On a further note, I'm confident NR would be willing to help instrument willing frameworks out there to help with Open Telemetry's success.

michaelgoin avatar Feb 22 '21 22:02 michaelgoin

Might be relevant: I was using a downstream library built with opentelemetry and it requires excessive configuration to make rollup bundler happy with opentelemetry. But I was still stuck because I was using vite, which is built on top of rollup and it conflicts with the vanilla rollup config. Then I cracked open the Azure sdk and realized it has written a money patch fix for opentelemetry's export issue.

So I wonder if opentelemetry can do something at the upstream so more bundlers can directly consume it. I also wonder if the folks from Azure SDK would be able to provide some help as they have already spent so much effort hacking around it. Here is their PR

chuanqisun avatar Apr 03 '21 11:04 chuanqisun

https://github.com/DataDog/dd-trace-js/pull/1582/files is the equivalent change that was done to dd-trace-js.

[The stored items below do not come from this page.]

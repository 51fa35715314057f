//! Byte ranges into a single line of source.

use std::fmt;
use std::ops::Range;

/// Half-open byte range `start..end` into the parsed source.
#[derive(Copy, Clone, Debug, Default, PartialEq, Eq, Hash)]
pub struct Span {
    pub start: usize,
    pub end: usize,
}

impl Span {
    pub const fn new(start: usize, end: usize) -> Self {
        Span { start, end }
    }

    /// Zero-width span at `offset`.
    pub const fn point(offset: usize) -> Self {
        Span {
            start: offset,
            end: offset,
        }
    }

    /// Smallest span covering both `self` and `other`.
    #[must_use]
    pub fn to(self, other: Span) -> Span {
        Span {
            start: self.start.min(other.start),
            end: self.end.max(other.end),
        }
    }

    pub fn range(self) -> Range<usize> {
        self.start..self.end
    }

    pub fn is_empty(self) -> bool {
        self.start == self.end
    }
}

impl fmt::Display for Span {
    fn fmt(&self, f: &mut fmt::Formatter<'_>) -> fmt::Result {
        write!(f, "{}..{}", self.start, self.end)
    }
}
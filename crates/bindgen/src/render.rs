//! Template rendering for the generated bindings file.
//!
//! Pure functions mapping registry entries to Rust source fragments. No
//! I/O, fully deterministic: the same registry and package name always
//! produce byte-identical output, so fragments are testable by direct
//! string comparison.
//!
//! The emitted code uses constructor registration instead of dynamic
//! loading: each integration crate registers its constructors under its
//! qualified type name, and the per-solver `LazyLock` bindings resolve
//! that table on first use. A missing integration therefore fails only
//! when its kind is actually requested.

use crate::registry::SolverDescription;

/// File banner, capability imports, and the constructor type aliases.
///
/// `package` is the consumer crate the generated module belongs to; it
/// appears only in the banner.
pub fn render_header(package: &str) -> String {
    format!(
        "\
//! Static dispatch bindings for the built-in SMT solver integrations.
//!
//! Generated by smt-bindgen for inclusion in `{package}`; do not edit.

use std::collections::HashMap;
use std::sync::{{LazyLock, RwLock}};

use smt_core::config::{{ConfigBuilder, SolverConfig}};
use smt_core::context::SolverContext;
use smt_core::solver::{{Solver, SolverKind}};

/// A function that consumes a configuration builder and produces a
/// concrete configuration value.
pub type ConfigConstructor<C> = fn(ConfigBuilder) -> C;

/// Constructor for a solver implementation.
pub type SolverCtor = fn(&SolverContext) -> Box<dyn Solver>;

/// Constructor for a boxed solver configuration.
pub type ConfigCtor = ConfigConstructor<Box<dyn SolverConfig>>;
"
    )
}

/// The binding error type, the registration tables, and the generic
/// constructor-loader pair.
pub fn render_loaders() -> String {
    "\
// ---------------------------------------------------------------------------
// Constructor registration
// ---------------------------------------------------------------------------

/// Error raised by the generated bindings.
#[derive(Debug, Clone, PartialEq, Eq)]
pub enum BindingError {
    /// No integration has registered a constructor under this type name.
    UnregisteredConstructor(String),
    /// A custom solver kind was routed through the generated dispatch.
    CustomKind,
}

impl std::fmt::Display for BindingError {
    fn fmt(&self, f: &mut std::fmt::Formatter<'_>) -> std::fmt::Result {
        match self {
            BindingError::UnregisteredConstructor(name) => write!(
                f,
                \"no constructor registered for `{name}`; is the integration crate linked and initialized?\"
            ),
            BindingError::CustomKind => write!(
                f,
                \"custom solver kinds cannot be constructed through the generated bindings; construct the solver directly\"
            ),
        }
    }
}

impl std::error::Error for BindingError {}

static SOLVER_CONSTRUCTORS: LazyLock<RwLock<HashMap<&'static str, SolverCtor>>> =
    LazyLock::new(|| RwLock::new(HashMap::new()));

static CONFIG_CONSTRUCTORS: LazyLock<RwLock<HashMap<&'static str, ConfigCtor>>> =
    LazyLock::new(|| RwLock::new(HashMap::new()));

/// Register the constructor for a solver implementation type.
///
/// Called once by each integration crate during its initialization.
pub fn register_solver_constructor(type_name: &'static str, ctor: SolverCtor) {
    SOLVER_CONSTRUCTORS.write().unwrap().insert(type_name, ctor);
}

/// Register the constructor for a solver configuration type.
pub fn register_config_constructor(type_name: &'static str, ctor: ConfigCtor) {
    CONFIG_CONSTRUCTORS.write().unwrap().insert(type_name, ctor);
}

/// Look up the solver constructor registered under a qualified type name.
fn load_solver_constructor(type_name: &str) -> Result<SolverCtor, BindingError> {
    SOLVER_CONSTRUCTORS
        .read()
        .unwrap()
        .get(type_name)
        .copied()
        .ok_or_else(|| BindingError::UnregisteredConstructor(type_name.to_string()))
}

/// Look up the config constructor registered under a qualified type name.
fn load_config_constructor(type_name: &str) -> Result<ConfigCtor, BindingError> {
    CONFIG_CONSTRUCTORS
        .read()
        .unwrap()
        .get(type_name)
        .copied()
        .ok_or_else(|| BindingError::UnregisteredConstructor(type_name.to_string()))
}
"
    .to_string()
}

/// The lazy solver/config constructor bindings for one registry entry.
///
/// Resolution runs on first access and is cached, so the generated file
/// loads even when this entry's integration crate is absent.
pub fn render_bindings(entry: &SolverDescription) -> String {
    let ident = entry.binding_ident();
    format!(
        "\
/// Lazily resolved constructor for the {kind} solver.
static {ident}_SOLVER: LazyLock<Result<SolverCtor, BindingError>> =
    LazyLock::new(|| load_solver_constructor(\"{solver_ty}\"));

/// Lazily resolved constructor for the {kind} solver configuration.
static {ident}_CONFIG: LazyLock<Result<ConfigCtor, BindingError>> =
    LazyLock::new(|| load_config_constructor(\"{config_ty}\"));
",
        kind = entry.kind_name,
        solver_ty = entry.solver_type.qualified_name,
        config_ty = entry.config_type.qualified_name,
    )
}

/// The implementation-type-to-kind table and its accessor.
pub fn render_kind_table(registry: &[SolverDescription]) -> String {
    let mut out = String::from(
        "\
// ---------------------------------------------------------------------------
// Kind lookup
// ---------------------------------------------------------------------------

static SOLVER_KINDS: LazyLock<HashMap<&'static str, SolverKind>> = LazyLock::new(|| {
    HashMap::from([
",
    );
    for entry in registry {
        out.push_str(&format!(
            "        (\"{}\", SolverKind::{}),\n",
            entry.solver_type.qualified_name, entry.kind_name
        ));
    }
    out.push_str(
        "\
    ])
});

/// Map an implementation type name to its solver kind.
///
/// Returns [`SolverKind::Custom`] for implementations unknown to the
/// generator.
pub fn solver_kind_of(type_name: &str) -> SolverKind {
    SOLVER_KINDS
        .get(type_name)
        .copied()
        .unwrap_or(SolverKind::Custom)
}
",
    );
    out
}

/// The two public dispatch functions, exhaustive over `SolverKind`.
pub fn render_dispatch(registry: &[SolverDescription]) -> String {
    let mut out = String::from(
        "\
// ---------------------------------------------------------------------------
// Dispatch
// ---------------------------------------------------------------------------

/// Construct a new solver of the given kind against `context`.
pub fn create_solver(
    kind: SolverKind,
    context: &SolverContext,
) -> Result<Box<dyn Solver>, BindingError> {
    match kind {
",
    );
    for entry in registry {
        out.push_str(&format!(
            "        SolverKind::{} => Ok({}_SOLVER.clone()?(context)),\n",
            entry.kind_name,
            entry.binding_ident()
        ));
    }
    out.push_str(
        "\
        SolverKind::Custom => Err(BindingError::CustomKind),
    }
}

/// Return the configuration constructor for the given kind.
pub fn config_constructor(kind: SolverKind) -> Result<ConfigCtor, BindingError> {
    match kind {
",
    );
    for entry in registry {
        out.push_str(&format!(
            "        SolverKind::{} => {}_CONFIG.clone(),\n",
            entry.kind_name,
            entry.binding_ident()
        ));
    }
    out.push_str(
        "\
        SolverKind::Custom => Err(BindingError::CustomKind),
    }
}
",
    );
    out
}

/// Render the whole file: fragments in fixed order, blank-line separated.
pub fn render_file(registry: &[SolverDescription], package: &str) -> String {
    let mut fragments = vec![render_header(package), render_loaders()];
    fragments.extend(registry.iter().map(render_bindings));
    fragments.push(render_kind_table(registry));
    fragments.push(render_dispatch(registry));
    fragments.join("\n")
}
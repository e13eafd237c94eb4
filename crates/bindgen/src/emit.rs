//! File emission.
//!
//! Validates the whole registry, renders every fragment, and writes the
//! result in one `fs::write`. Validation happens for all entries before
//! the output path is touched, so a failing entry never leaves a
//! truncated-but-plausible file behind.

use std::fs;
use std::path::{Path, PathBuf};

use crate::error::BindgenError;
use crate::registry::SolverDescription;
use crate::render::render_file;
use crate::validate::validate_registry;

/// Fixed name of the generated file inside the output directory.
pub const OUTPUT_FILE_NAME: &str = "solver_utils.rs";

/// Generate the bindings file for `registry` under `out_dir`.
///
/// Returns the path of the written file. Overwrites any existing file at
/// that path. On any validation error, nothing is created.
pub fn generate(
    registry: &[SolverDescription],
    out_dir: &Path,
    package: &str,
) -> Result<PathBuf, BindgenError> {
    validate_registry(registry)?;

    let contents = render_file(registry, package);
    let path = out_dir.join(OUTPUT_FILE_NAME);

    fs::create_dir_all(out_dir).map_err(|e| BindgenError::Io {
        path: out_dir.to_path_buf(),
        message: e.to_string(),
    })?;
    fs::write(&path, contents).map_err(|e| BindgenError::Io {
        path: path.clone(),
        message: e.to_string(),
    })?;

    tracing::info!(path = %path.display(), solvers = registry.len(), "bindings written");
    Ok(path)
}

#[cfg(test)]
mod tests {
    use super::*;
    use crate::registry::{builtin_registry, CtorSig, SolverDescription, TypeRef};

    #[test]
    fn generate_writes_the_rendered_file() {
        let dir = tempfile::tempdir().unwrap();
        let path = generate(builtin_registry(), dir.path(), "pkg.generated").unwrap();

        assert_eq!(path, dir.path().join(OUTPUT_FILE_NAME));
        let written = fs::read_to_string(&path).unwrap();
        assert_eq!(written, render_file(builtin_registry(), "pkg.generated"));
    }

    #[test]
    fn generate_overwrites_existing_file() {
        let dir = tempfile::tempdir().unwrap();
        let path = dir.path().join(OUTPUT_FILE_NAME);
        fs::write(&path, "stale contents").unwrap();

        generate(builtin_registry(), dir.path(), "pkg").unwrap();
        let written = fs::read_to_string(&path).unwrap();
        assert!(!written.contains("stale contents"));
    }

    #[test]
    fn generate_creates_missing_output_directory() {
        let dir = tempfile::tempdir().unwrap();
        let nested = dir.path().join("gen").join("bindings");
        let path = generate(builtin_registry(), &nested, "pkg").unwrap();
        assert!(path.exists());
    }

    #[test]
    fn validation_failure_writes_nothing() {
        let bad = SolverDescription {
            kind_name: "Broken",
            solver_type: TypeRef {
                qualified_name: "broken::BrokenSolver",
                constructors: &[CtorSig {
                    params: &["broken::Context", "u32"],
                }],
            },
            config_type: TypeRef {
                qualified_name: "broken::BrokenConfig",
                constructors: &[],
            },
        };
        let dir = tempfile::tempdir().unwrap();
        let nested = dir.path().join("out");

        let err = generate(&[bad], &nested, "pkg").unwrap_err();
        assert!(matches!(
            err,
            BindgenError::MissingSolverConstructor { kind: "Broken", .. }
        ));
        assert!(!nested.exists());
    }
}
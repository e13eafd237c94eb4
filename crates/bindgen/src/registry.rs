//! The fixed registry of supported solver integrations.
//!
//! Each [`SolverDescription`] names one integration: its kind, the solver
//! implementation type, and the matching configuration type. Constructor
//! shapes are declared as data (a small manifest per type) so that
//! [`crate::validate`] can check them by comparison before anything is
//! emitted. The set is small and static; it is rebuilt on every run and
//! never mutated.

/// Qualified name of the context capability type. Every solver constructor
/// must take exactly one parameter of this type.
pub const CONTEXT_TYPE: &str = "smt_core::context::SolverContext";

/// Qualified name of the configuration-builder capability type. Every
/// configuration constructor must take exactly one parameter of this type.
pub const CONFIG_BUILDER_TYPE: &str = "smt_core::config::ConfigBuilder";

/// One declared constructor: the ordered list of its parameter type names.
#[derive(Debug, Clone, Copy, PartialEq, Eq)]
pub struct CtorSig {
    pub params: &'static [&'static str],
}

/// A type referenced by qualified name, together with the manifest of its
/// constructors.
#[derive(Debug, Clone, Copy, PartialEq, Eq)]
pub struct TypeRef {
    pub qualified_name: &'static str,
    pub constructors: &'static [CtorSig],
}

impl TypeRef {
    /// Number of constructors taking exactly one parameter of `param_type`.
    pub fn matching_unary_ctors(&self, param_type: &str) -> usize {
        self.constructors
            .iter()
            .filter(|sig| sig.params == [param_type])
            .count()
    }
}

/// Description of one supported solver integration.
#[derive(Debug, Clone, Copy, PartialEq, Eq)]
pub struct SolverDescription {
    /// Kind identifier, matching a variant of the consumer's `SolverKind`.
    pub kind_name: &'static str,
    /// The solver implementation type.
    pub solver_type: TypeRef,
    /// The solver's configuration type.
    pub config_type: TypeRef,
}

impl SolverDescription {
    /// Identifier used for the generated lazy bindings (`Z3` -> `Z3`).
    pub fn binding_ident(&self) -> String {
        self.kind_name.to_uppercase()
    }
}

const CONTEXT_CTOR: CtorSig = CtorSig {
    params: &[CONTEXT_TYPE],
};

const BUILDER_CTOR: CtorSig = CtorSig {
    params: &[CONFIG_BUILDER_TYPE],
};

/// The built-in registry, in emission order.
///
/// Order is cosmetic: nothing in the generated code depends on it.
static BUILTIN: [SolverDescription; 4] = [
    SolverDescription {
        kind_name: "Z3",
        solver_type: TypeRef {
            qualified_name: "smt_z3::Z3Solver",
            constructors: &[CONTEXT_CTOR],
        },
        config_type: TypeRef {
            qualified_name: "smt_z3::Z3SolverConfig",
            constructors: &[BUILDER_CTOR],
        },
    },
    SolverDescription {
        kind_name: "Cvc5",
        solver_type: TypeRef {
            qualified_name: "smt_cvc5::Cvc5Solver",
            constructors: &[CONTEXT_CTOR],
        },
        config_type: TypeRef {
            qualified_name: "smt_cvc5::Cvc5SolverConfig",
            constructors: &[BUILDER_CTOR],
        },
    },
    SolverDescription {
        kind_name: "Yices",
        solver_type: TypeRef {
            qualified_name: "smt_yices::YicesSolver",
            constructors: &[CONTEXT_CTOR],
        },
        config_type: TypeRef {
            qualified_name: "smt_yices::YicesSolverConfig",
            constructors: &[BUILDER_CTOR],
        },
    },
    SolverDescription {
        kind_name: "Bitwuzla",
        solver_type: TypeRef {
            qualified_name: "smt_bitwuzla::BitwuzlaSolver",
            constructors: &[CONTEXT_CTOR],
        },
        config_type: TypeRef {
            qualified_name: "smt_bitwuzla::BitwuzlaSolverConfig",
            constructors: &[BUILDER_CTOR],
        },
    },
];

/// The fixed ordered sequence of supported solvers.
pub fn builtin_registry() -> &'static [SolverDescription] {
    &BUILTIN
}
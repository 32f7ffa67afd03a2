/// Quote a string so POSIX shells treat it as exactly one word.
///
/// Wraps the value in single quotes and rewrites every embedded `'` as
/// `'"'"'` (close quote, quoted quote, reopen quote). The result is a
/// single argv element regardless of whitespace or metacharacters.
pub fn shell_single_quote(value: &str) -> String {
    let mut out = String::with_capacity(value.len() + 2);
    out.push('\'');
    for c in value.chars() {
        if c == '\'' {
            out.push_str("'\"'\"'");
        } else {
            out.push(c);
        }
    }
    out.push('\'');
    out
}

/// Bound a string to under `max_length` bytes. The cut point is floored
/// to a char boundary: the input may be arbitrary text (job failure
/// messages, user-authored specs), never assume ASCII.
pub fn cut(mut str: String, max_length: usize) -> String {
    if str.len() <= max_length {
        return str;
    }
    let mut end = max_length - 1;
    while !str.is_char_boundary(end) {
        end -= 1;
    }
    str.truncate(end);
    str
}

/// Lowercase a work-item id into a DNS-1123 compatible name fragment.
/// Anything outside `[a-z0-9-]` becomes `-`; leading/trailing dashes are
/// trimmed.
pub fn to_label_safe(value: &str) -> String {
    let mut out: String = value
        .to_lowercase()
        .chars()
        .map(|c| if c.is_ascii_alphanumeric() { c } else { '-' })
        .collect();
    while out.starts_with('-') {
        out.remove(0);
    }
    while out.ends_with('-') {
        out.pop();
    }
    out
}

#[cfg(test)]
mod tests {
    use super::*;

    #[test]
    fn quoting_plain_values_is_transparent() {
        assert_eq!(shell_single_quote("upstream"), "'upstream'");
        assert_eq!(
            shell_single_quote("https://github.com/org/repo.git"),
            "'https://github.com/org/repo.git'"
        );
    }

    #[test]
    fn quoting_defuses_metacharacters() {
        assert_eq!(shell_single_quote("a; rm -rf /"), "'a; rm -rf /'");
        assert_eq!(shell_single_quote("$(whoami)"), "'$(whoami)'");
        assert_eq!(shell_single_quote("a b"), "'a b'");
    }

    #[test]
    fn quoting_escapes_embedded_single_quotes() {
        // A single quote is never left inside the quoted region.
        assert_eq!(shell_single_quote("it's"), "'it'\"'\"'s'");
        assert_eq!(shell_single_quote("'"), "''\"'\"''");
    }

    #[test]
    fn cut_truncates_long_strings() {
        assert_eq!(cut("hello".to_string(), 10), "hello");
        assert_eq!(cut("hello".to_string(), 3), "he");
    }

    #[test]
    fn cut_respects_char_boundaries() {
        // four chars, twelve bytes; the cut at byte 9 lands on a boundary
        assert_eq!(cut("日本語文".to_string(), 10), "日本語");
        // byte 3 is the end of `é`, so the two-char prefix survives whole
        assert_eq!(cut("héllo".to_string(), 4), "hé");
        // byte 3 lands inside `日` and floors to byte 2
        assert_eq!(cut("ab日本".to_string(), 4), "ab");
    }

    #[test]
    fn label_safe_lowers_and_strips() {
        assert_eq!(to_label_safe("PROJ-123"), "proj-123");
        assert_eq!(to_label_safe("42"), "42");
        assert_eq!(to_label_safe("-abc_"), "abc");
    }
}
fn job_condition<'a>(job: &'a Job, condition_type: &str) -> Option<&'a JobCondition> {
    job.status
        .as_ref()
        .and_then(|s| s.conditions.as_ref())
        .and_then(|conds| {
            conds
                .iter()
                .find(|c| c.type_ == condition_type && c.status == "True")
        })
}

fn task_metric_labels(task: &Task, namespace: &str) -> TaskLabels {
    TaskLabels {
        namespace: namespace.to_string(),
        agent_type: task.spec.agent_type.clone(),
        spawner: task.labels().get(LABEL_SPAWNER).cloned().unwrap_or_default(),
        model: task.spec.model.clone().unwrap_or_default(),
    }
}

fn duration_between(start: Option<&str>, end: DateTime<Utc>) -> Duration {
    start
        .and_then(|t| DateTime::parse_from_rfc3339(t).ok())
        .map(|t| t.with_timezone(&Utc))
        .and_then(|started| (end - started).to_std().ok())
        .unwrap_or(Duration::ZERO)
}

#[cfg(test)]
mod tests {
    use super::*;
    use crate::io_models::task::TaskSpec;
    use chrono::TimeZone;

    fn task(ttl: Option<i64>, phase: TaskPhase, completed: Option<DateTime<Utc>>) -> Task {
        let spec: TaskSpec = serde_json::from_value(serde_json::json!({
            "type": "claude-code",
            "prompt": "p",
            "credentials": {"type": "api-key", "secretRef": "s"}
        }))
        .unwrap();
        let mut task = Task::new("t", spec);
        task.spec.ttl_seconds_after_finished = ttl;
        task.status = Some(TaskStatus {
            phase,
            completion_time: completed.map(|t| t.to_rfc3339()),
            ..Default::default()
        });
        task
    }

    fn at(second: u32) -> DateTime<Utc> {
        Utc.with_ymd_and_hms(2026, 7, 1, 10, 0, second).unwrap()
    }

    #[test]
    fn unset_ttl_never_expires() {
        let task = task(None, TaskPhase::Succeeded, Some(at(0)));
        assert_eq!(ttl_expired(&task, at(59)), (false, None));
    }

    #[test]
    fn non_terminal_phase_never_expires() {
        let task = task(Some(10), TaskPhase::Running, Some(at(0)));
        assert_eq!(ttl_expired(&task, at(59)), (false, None));
    }

    #[test]
    fn missing_completion_time_never_expires() {
        let task = task(Some(10), TaskPhase::Succeeded, None);
        assert_eq!(ttl_expired(&task, at(59)), (false, None));
    }

    #[test]
    fn future_deadline_requeues_for_the_remainder() {
        // given: completed at t=0, ttl 10s, now t=4
        let task = task(Some(10), TaskPhase::Succeeded, Some(at(0)));

        // when
        let (expired, wait) = ttl_expired(&task, at(4));

        // then
        assert!(!expired);
        assert_eq!(wait, Some(Duration::from_secs(6)));
    }

    #[test]
    fn past_deadline_expires() {
        let task = task(Some(10), TaskPhase::Failed, Some(at(0)));
        assert_eq!(ttl_expired(&task, at(30)), (true, None));
        // exactly at the deadline counts as expired
        assert_eq!(ttl_expired(&task, at(10)), (true, None));
    }

    #[test]
    fn expiry_is_monotone_in_time() {
        let task = task(Some(10), TaskPhase::Succeeded, Some(at(0)));
        let mut was_expired = false;
        for second in 0..60 {
            let (expired, _) = ttl_expired(&task, at(second));
            assert!(!was_expired || expired, "once expired it must stay expired");
            was_expired = expired;
        }
        assert!(was_expired);
    }

    #[test]
    fn zero_ttl_expires_immediately_after_completion() {
        let task = task(Some(0), TaskPhase::Succeeded, Some(at(5)));
        assert_eq!(ttl_expired(&task, at(5)), (true, None));
    }

    #[test]
    fn job_condition_requires_true_status() {
        let job: Job = serde_json::from_value(serde_json::json!({
            "status": {"conditions": [
                {"type": "Complete", "status": "False"},
                {"type": "Failed", "status": "True", "reason": "DeadlineExceeded"}
            ]}
        }))
        .unwrap();
        assert!(job_condition(&job, "Complete").is_none());
        assert_eq!(
            job_condition(&job, "Failed").unwrap().reason.as_deref(),
            Some("DeadlineExceeded")
        );
    }

    #[test]
    fn duration_between_tolerates_bad_timestamps() {
        assert_eq!(duration_between(None, at(10)), Duration::ZERO);
        assert_eq!(duration_between(Some("garbage"), at(10)), Duration::ZERO);
        assert_eq!(
            duration_between(Some(&at(0).to_rfc3339()), at(10)),
            Duration::from_secs(10)
        );
    }
}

I was bitten by this breaking for some (but not all) of my instrumentation when I moved to ESM, because I imported knex (which is cjs), which in turn loads postgres, and that instrumentation kept working. But the code loaded directly from my ESM main module (express, http) didn't get automatically patched because the hook never was called.

Discussion here: https://cloud-native.slack.com/archives/C01NL1GRPQR/p1632260506086900

lizthegrey avatar Sep 21 '21 22:09 lizthegrey

Seems like the changes are relatively simple to make

They create a small shim that returs iitm only on supported node versions like this:

'use strict'

const semver = require('semver')
const logger = require('./log')

if (semver.satisfies(process.versions.node, '^12.20.0 || >=14.13.1')) {
  module.exports = require('import-in-the-middle')
} else {
  logger.warn('ESM is not fully supported by this version of Node.js, ' +
    'so dd-trace will not intercept ESM loading.')
  module.exports = () => {}
}

Then when they call hook they also call esmHook.

    hook(instrumentedModules, this._hookModule.bind(this))
    esmHook(instrumentedModules, this._hookModule.bind(this))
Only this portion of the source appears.